Dom bashed a swath of them away against the wall with a sweep of the shield, ready to slash his sword to keep others off in the meantime. He didn’t have to. Brian’s swords were there instead. He went for the biggest shrike out of the bunch, sliced a neat X across the chest so its blood jetted wide, and the rest of the little shrikes turned on it in a frenzy, tearing apart the wounded one.

Dom darted a look at him, gave Brian a quick nod, got one back: they’d gotten each other’s measure, too. Dom had wanted to trust Brian at his side, just on gut instinct; now he knew he could. They were going to be able to hold, at least for a while.

As soon as each shrike got a scrap of meat, they went darting back out with their prizes, fast. They’d be back for more, though, and the smell of blood was bringing others in. Brian speared another one as it jumped for his eyes, shrilling, and threw it off the end of his sword with a flick of his arm, sending several of them wheeling around back towards the dead one. Dom swept his bigger sword through the confused cloud, catching another couple. That bought them a moment as the rest went for them. A few of the ones Dom had knocked into the wall were still lying on the ground, dazed. Brian stuck them and kicked them back towards the entrance, too.
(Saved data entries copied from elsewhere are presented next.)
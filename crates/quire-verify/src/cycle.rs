//! Cycle detection over include adjacency, via Kahn's algorithm.
//!
//! Topological peeling is preferred over depth-first search for its
//! natural termination property (all nodes visited means acyclic) and
//! because it re-runs cheaply against a fresh adjacency snapshot on every
//! save.

use std::collections::{HashMap, HashSet, VecDeque};

use quire_core::DocumentId;
use quire_store::{DocumentStore, StoreError};

/// Errors that can occur during cycle validation.
#[derive(Debug, thiserror::Error)]
pub enum VerifyError {
    /// Committing the proposed edges would make the include graph cyclic.
    #[error("inclusion cycle rejected for document {id}")]
    CycleRejected { id: DocumentId },

    /// The store failed underneath the detector.
    #[error("store error: {0}")]
    Store(#[from] StoreError),
}

/// Result type alias for cycle validation.
pub type Result<T> = std::result::Result<T, VerifyError>;

/// True when the adjacency mapping contains at least one cycle.
///
/// The node set is every identifier appearing as a source or a target;
/// documents with no outgoing edges may be absent from the mapping.
pub fn has_cycle(adjacency: &HashMap<DocumentId, Vec<DocumentId>>) -> bool {
    let mut nodes: HashSet<&DocumentId> = HashSet::new();
    for (from, targets) in adjacency {
        nodes.insert(from);
        nodes.extend(targets);
    }

    let mut in_degree: HashMap<&DocumentId, usize> = nodes.iter().map(|&n| (n, 0)).collect();
    for targets in adjacency.values() {
        for to in targets {
            if let Some(degree) = in_degree.get_mut(to) {
                *degree += 1;
            }
        }
    }

    let mut queue: VecDeque<&DocumentId> = in_degree
        .iter()
        .filter(|(_, &degree)| degree == 0)
        .map(|(&node, _)| node)
        .collect();

    let mut visited = 0usize;
    while let Some(node) = queue.pop_front() {
        visited += 1;
        let Some(targets) = adjacency.get(node) else {
            continue;
        };
        for to in targets {
            if let Some(degree) = in_degree.get_mut(to) {
                *degree -= 1;
                if *degree == 0 {
                    queue.push_back(to);
                }
            }
        }
    }

    visited != nodes.len()
}

/// Would saving `subject` with the `proposed` outgoing edges create a cycle?
///
/// An empty proposal can never close a cycle and returns `false` without
/// touching the store. Otherwise one adjacency snapshot is taken and the
/// subject's proposed edges replace whatever adjacency it had; snapshot
/// and overlay are combined in this single call, with no interleaved
/// mutation of the subject's own entry.
pub fn would_create_cycle<S: DocumentStore>(
    store: &S,
    subject: &DocumentId,
    proposed: &[DocumentId],
) -> Result<bool> {
    if proposed.is_empty() {
        return Ok(false);
    }
    let mut adjacency = store.list_adjacency()?;
    adjacency.insert(subject.clone(), proposed.to_vec());
    Ok(has_cycle(&adjacency))
}

/// The write contract: commit the proposed edges only when safe.
///
/// Returns [`VerifyError::CycleRejected`] and leaves the store untouched
/// when the proposal would close a cycle. The caller's transaction
/// discipline must still prevent a concurrent write to the same subject
/// between check and commit.
pub fn commit_checked<S: DocumentStore>(
    store: &S,
    subject: &DocumentId,
    proposed: &[DocumentId],
) -> Result<()> {
    if would_create_cycle(store, subject, proposed)? {
        return Err(VerifyError::CycleRejected {
            id: subject.clone(),
        });
    }
    store.commit_edges(subject, proposed)?;
    Ok(())
}
//! Store error types.

use std::path::PathBuf;

use quire_core::DocumentId;

/// Errors that can occur during store operations.
#[derive(Debug, thiserror::Error)]
pub enum StoreError {
    /// The requested document is not in the store.
    #[error("document not found: {id}")]
    DocumentNotFound { id: DocumentId },

    /// The adjacency index is unreadable.
    #[error("invalid adjacency index at {path}: {detail}")]
    InvalidIndex { path: PathBuf, detail: String },

    /// JSON serialization error.
    #[error("JSON error: {0}")]
    Json(#[from] serde_json::Error),

    /// I/O error.
    #[error("I/O error: {0}")]
    Io(#[from] std::io::Error),
}

/// Result type alias for store operations.
pub type Result<T> = std::result::Result<T, StoreError>;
The shrilling was filling the tunnel by now, echoing off the walls, a horrible sound, except they were making it eating each other and not them, so Dom was prepared to put up with it. There was even enough time to grab a quick swallow off his canteen before the swarm tore through the rest of the dead and the wounded, and the ones still going hungry came back at them looking for more.

They fought through another couple of passes, finding a rhythm with each other: Dom cleared some room and Brian picked off one or two of the bigger ones, his narrow swords darting out faster than the shrikes. When the swarm turned in on itself, they took turns: one of them slicing through the cloud with bigger sweeps, while the other one took a drink and rested his arms. There wasn’t any need to make it more complicated: shrikes weren’t big on strategy, just appetite. It was just the _numbers_ of them: Dom tried to figure how many they’d taken out so far. It had to have been ten or so, maybe fifteen; felt like a lot, but it was a drop in the bucket, and sooner or later, one of them was going to get lucky.

A new rising shriek broke through the noise, all the little ones dropping silent like they’d been switched off, and suddenly one of the big ones was shouldering into the tunnel—maybe sixteen hands at the shoulder, with the two claws at the top of the wing joint. It clawed at the walls savagely from side to side with its wings and beak, crumbling away the rock like it was loose dirt, and it shrieked again, banshee wail that made Dom’s knees want to lock up. He heard Cab and Cali whinnying in fear, down the tunnel, and like that was a siren call the big shrike came rushing right at them.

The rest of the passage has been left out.